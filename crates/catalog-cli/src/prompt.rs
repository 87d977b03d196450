//! Interactive prompts
//!
//! Used by the edit form and delete confirmation.

use std::io::{self, Write};

use anyhow::Result;

/// Prompt for confirmation
///
/// Returns true if user confirms, false otherwise.
/// In non-interactive mode (no TTY), returns false.
pub fn confirm(prompt: &str) -> Result<bool> {
    if !atty::is(atty::Stream::Stdin) {
        return Ok(false);
    }

    print!("{} [y/N] ", prompt);
    io::stdout().flush()?;

    let mut input = String::new();
    io::stdin().read_line(&mut input)?;

    Ok(is_yes(&input))
}

/// Prompt with a default value, returns None if user keeps default
pub fn prompt_with_default(prompt: &str, default: &str) -> Result<Option<String>> {
    if default.is_empty() {
        print!("{}: ", prompt);
    } else {
        print!("{} [{}]: ", prompt, default);
    }
    io::stdout().flush()?;

    let mut input = String::new();
    io::stdin().read_line(&mut input)?;

    Ok(non_empty(&input))
}

fn is_yes(input: &str) -> bool {
    let input = input.trim().to_lowercase();
    input == "y" || input == "yes"
}

fn non_empty(input: &str) -> Option<String> {
    let input = input.trim();
    if input.is_empty() {
        None
    } else {
        Some(input.to_string())
    }
}

#[cfg(test)]
mod tests {
    use super::*;

    #[test]
    fn test_is_yes() {
        assert!(is_yes("y\n"));
        assert!(is_yes("  YES "));
        assert!(!is_yes("n"));
        assert!(!is_yes(""));
    }

    #[test]
    fn test_non_empty() {
        assert_eq!(non_empty("  \n"), None);
        assert_eq!(non_empty(" New title\n"), Some("New title".to_string()));
    }
}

EXERCISE AIM:
A single number is required: how many lines in the material hold the word "confirmation".

SOLVED PROBLEM:
2